Tout semble plus loin, l’isolement s’est renforcé en l’espace de quelques heures, la montagne s’est refermée sur nous.
Dans la nuit matinale, les flocons continuent à descendre du ciel, nos lumières ne parviennent pas à percer l’imposant rideau vaporeux de poudreuse toute agitée par les nombreuses bourrasques de
vent.
Nos lampes restent donc éteintes, mais la surprise vient plus de l’épaisseur de neige fraîche qui se présente sous nos raquettes. L’enfoncement atteint les genoux, et plus la moindre trace au
sol, seule la boussole peut alors nous mener dans la bonne direction.
L’aube naissante nous permet de distinguer les silhouettes fantasmagoriques des sapins dans une ambiance laiteuse très opaque. Ils délimitent la combe et nous guident sur une partie de
l’itinéraire du retour.
Nous retrouvons la ferme que nous avions croisée la veille et profitons d’une petite avancée de toit pour se mettre à l’abri.
Nous traversons plus loin une forêt plus dense, notre progression est excessivement lente, il s’agit de gérer l’effort, s’alimenter régulièrement, ne pas trop s’arrêter pour ne pas se
refroidir.
Au lointain, nous apercevons une autre ferme, avec peut-être un petit abri réconfortant.
La pause déjeuner est prise finalement bien au sec, la ferme est occupée, et les personnes nous ayant repéré de loin, nous ont spontanément ouvert leur porte à notre arrivée.
La neige n’en finit plus de tomber, les arbres semblent comme submergés par cette déferlante cotonneuse, la forêt se présente soudainement comme un taillis d’épais conifères, difficilement
pénétrable.
En regardant la carte, j’estime avec frayeur notre vitesse de progression, à peine un kilomètre par heure, époustouflant.

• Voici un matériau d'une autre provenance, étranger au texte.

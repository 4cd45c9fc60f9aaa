mod app_config;

pub use app_config::{ApiConfig, AppConfig, DEFAULT_API_BASE_URL, ListingConfig, SessionConfig};
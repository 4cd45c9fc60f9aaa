pub mod auth_service;
pub mod brand_service;
pub mod category_service;
pub mod discount_service;
pub mod product_image_service;
pub mod product_service;
pub mod product_specification_service;
pub mod product_tag_service;
pub mod resource;
pub mod stats_service;
pub mod subcategory_service;
pub mod tag_service;
pub mod user_service;

pub use resource::{Endpoints, IdPlacement, ListParams, Resource};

Chaque pas est une mini épreuve, cette neige est lourde, très humide, elle colle systématiquement sous nos raquettes, rendant l’effort plus pénible.
Malgré tout, le plaisir d’évoluer dans ces grands espaces est réel, j’ai l’impression de vivre une aventure exceptionnelle, dans des conditions certes difficiles, mais si rares, si exaltantes.
J’ai confiance dans notre équipement, et notre but se rapproche.
Le grand lac que nous avions quitté le premier soir dans la nuit, nous apparaît enfin. Ma satisfaction est grande, mon bonheur entier.
Le Jura me laisse une formidable impression, il me tarde déjà de le redécouvrir au printemps, de respirer ses fleurs, de guetter ses chamois, de me positionner sur son grand balcon face aux
Alpes, de repartir vers de nouvelles aventures.
Cette journée pas comme les autres était la dernière de l'année 2008.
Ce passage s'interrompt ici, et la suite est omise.